Last November, for example, Cytrx Corp. saw the FDA slap a partial clinical hold, stopping new patient enrollment in studies testing cancer drug aldoxorubicin because of the death of a patient receiving the drug on a compassionate-use basis. In that case, the company was able to resolve the issues, with the FDA removing the hold in January, and ended up reporting little to no impact on its timelines.

But companies are especially wary that adverse events in compassionate use setting may be held against the drugs when they try to seek approval and they "have to spend time explaining to the FDA," Caplan said.

"It can also make investors nervous," he added, which is particularly frightening for the smaller firms with small cash balances.

Still, the fact that 24 states have passed right-to-try laws – more are expected – and federal legislation has been introduced indicates that Americans "do want something done to make it easier for desperately ill people [to get access to drugs] earlier in the process," Caplan said.

But some ethical questions remain.

WHERE BIOETHICS COMES IN

One issue both Caplan and Farber pondered is whether it is ethically responsible to allow access to drugs at the phase I stage.
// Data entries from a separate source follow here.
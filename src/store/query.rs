use std::collections::{HashMap, HashSet};

use chrono::{DateTime, NaiveDate, Utc};
use serde::Serialize;

use crate::classify::Category;

use super::entry::TimeEntry;

/// Shared filter for list and aggregate queries. Bounds are inclusive, an
/// absent bound is unbounded. The hostname filter is a case-insensitive
/// substring match and only used by the list query.
#[derive(Debug, Clone, Default, PartialEq, Eq)]
pub struct EntryFilter {
    pub start: Option<DateTime<Utc>>,
    pub end: Option<DateTime<Utc>>,
    pub user_id: Option<String>,
    pub hostname: Option<String>,
}

/// One page of the entry list plus navigation metadata.
#[derive(Debug, Clone, Serialize)]
#[serde(rename_all = "camelCase")]
pub struct EntryPage {
    pub entries: Vec<TimeEntry>,
    pub current_page: u64,
    pub total_pages: u64,
    pub total_entries: u64,
    pub has_next: bool,
    pub has_prev: bool,
}

#[derive(Debug, Clone, PartialEq, Eq, Serialize)]
#[serde(rename_all = "camelCase")]
pub struct CategoryTotals {
    pub category: Category,
    pub total_seconds: i64,
    pub entry_count: usize,
    pub unique_hostnames: usize,
}

#[derive(Debug, Clone, PartialEq, Eq, Serialize)]
#[serde(rename_all = "camelCase")]
pub struct DomainTotal {
    pub hostname: String,
    pub category: Category,
    pub total_seconds: i64,
    pub entry_count: usize,
}

#[derive(Debug, Clone, PartialEq, Eq, Serialize)]
#[serde(rename_all = "camelCase")]
pub struct Summary {
    pub total_seconds: i64,
    /// Share of tracked time spent productively, 0..=100. Zero when nothing
    /// matched the filter.
    pub productivity_score: u8,
    pub categories: Vec<CategoryTotals>,
    pub top_domains: Vec<DomainTotal>,
}

#[derive(Debug, Clone, PartialEq, Eq, Serialize)]
#[serde(rename_all = "camelCase")]
pub struct DailyCategoryTotal {
    pub category: Category,
    pub total_seconds: i64,
    pub entry_count: usize,
}

#[derive(Debug, Clone, PartialEq, Eq, Serialize)]
#[serde(rename_all = "camelCase")]
pub struct DayBreakdown {
    pub date: NaiveDate,
    pub categories: Vec<DailyCategoryTotal>,
}

const TOP_DOMAIN_LIMIT: usize = 10;

/// Reduces the filtered entries to per-category totals, a productivity score
/// and the top domains by tracked time. Entries are expected oldest first;
/// domains tied on total time keep their first-seen order (the sort is
/// stable), which makes the top-10 cutoff deterministic.
pub fn summarize(entries: &[TimeEntry]) -> Summary {
    let mut total_seconds = 0i64;
    let mut productive_seconds = 0i64;

    let mut by_category = HashMap::<Category, (i64, usize, HashSet<&str>)>::new();

    let mut domain_order = HashMap::<(&str, Category), usize>::new();
    let mut domains = Vec::<DomainTotal>::new();

    for entry in entries {
        total_seconds += entry.duration_seconds;
        if entry.category == Category::Productive {
            productive_seconds += entry.duration_seconds;
        }

        let (seconds, count, hostnames) = by_category.entry(entry.category).or_default();
        *seconds += entry.duration_seconds;
        *count += 1;
        hostnames.insert(&entry.hostname);

        let index = *domain_order
            .entry((&entry.hostname, entry.category))
            .or_insert_with(|| {
                domains.push(DomainTotal {
                    hostname: entry.hostname.clone(),
                    category: entry.category,
                    total_seconds: 0,
                    entry_count: 0,
                });
                domains.len() - 1
            });
        domains[index].total_seconds += entry.duration_seconds;
        domains[index].entry_count += 1;
    }

    let categories = Category::ALL
        .into_iter()
        .filter_map(|category| {
            by_category
                .remove(&category)
                .map(|(total_seconds, entry_count, hostnames)| CategoryTotals {
                    category,
                    total_seconds,
                    entry_count,
                    unique_hostnames: hostnames.len(),
                })
        })
        .collect();

    domains.sort_by(|a, b| b.total_seconds.cmp(&a.total_seconds));
    domains.truncate(TOP_DOMAIN_LIMIT);

    let productivity_score = if total_seconds == 0 {
        0
    } else {
        (productive_seconds as f64 / total_seconds as f64 * 100.).round() as u8
    };

    Summary {
        total_seconds,
        productivity_score,
        categories,
        top_domains: domains,
    }
}

/// Groups the filtered entries by UTC calendar day and category. Days come
/// back ascending, each with its per-category subtotals in report order.
pub fn daily_breakdown(entries: &[TimeEntry]) -> Vec<DayBreakdown> {
    let mut by_day = std::collections::BTreeMap::<NaiveDate, HashMap<Category, (i64, usize)>>::new();

    for entry in entries {
        let (seconds, count) = by_day
            .entry(entry.timestamp.date_naive())
            .or_default()
            .entry(entry.category)
            .or_default();
        *seconds += entry.duration_seconds;
        *count += 1;
    }

    by_day
        .into_iter()
        .map(|(date, mut categories)| DayBreakdown {
            date,
            categories: Category::ALL
                .into_iter()
                .filter_map(|category| {
                    categories
                        .remove(&category)
                        .map(|(total_seconds, entry_count)| DailyCategoryTotal {
                            category,
                            total_seconds,
                            entry_count,
                        })
                })
                .collect(),
        })
        .collect()
}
Often, initial phase I trials are designed to evaluate safety only – sometimes in healthy volunteers rather than patients – and they provide no dosing data, no efficacy signal.

"We all need to appreciate how early stage phase I is, and it is very early stage," Farber said. "Phase I usually happens years before FDA approval in the normal approval pathway." By allowing access so early, "we may be enabling a worst-case scenario."

At that early stage, companies also are more liable to stop development for a host of reasons ranging from a lack of substantial enough efficacy, changes in regulatory pathways and shifting market landscapes. Or a company could simply run out of money. That's "just a reality of development and how the drug process works," Caplan said.

He also noted that some of the state laws highlight other worries. Right-to-try laws for 13 states, for instance, say hospice care can be withdrawn if patients receive experimental treatments; in four states home health care can be denied; and one state excludes minors from benefitting from right to try.

And should only patients who are terminal be allowed early access? Caplan pointed to patients suffering from progressive or degenerative diseases such as multiple sclerosis or macular degeneration. Is it fair to block those patients from access to a potentially helpful early stage therapy?

Another consideration is how patients and their doctors find out about potential drugs for expanded access. Some companies post clear information on their websites; others leave it to patients to track down on clinicaltrials.gov, which, as Caplan noted, is not the most navigable site for a non-industry person. There are some patient groups that gather information, "but there are still a lot of headaches out there."

Those and other issues are likely to come up if Congress takes up the Right to Try Act of 2015 legislation when it returns from recess, and Caplan said he believes it will, given all the interest at the state level.

"I think we'll hear it discussed in the upcoming legislative session."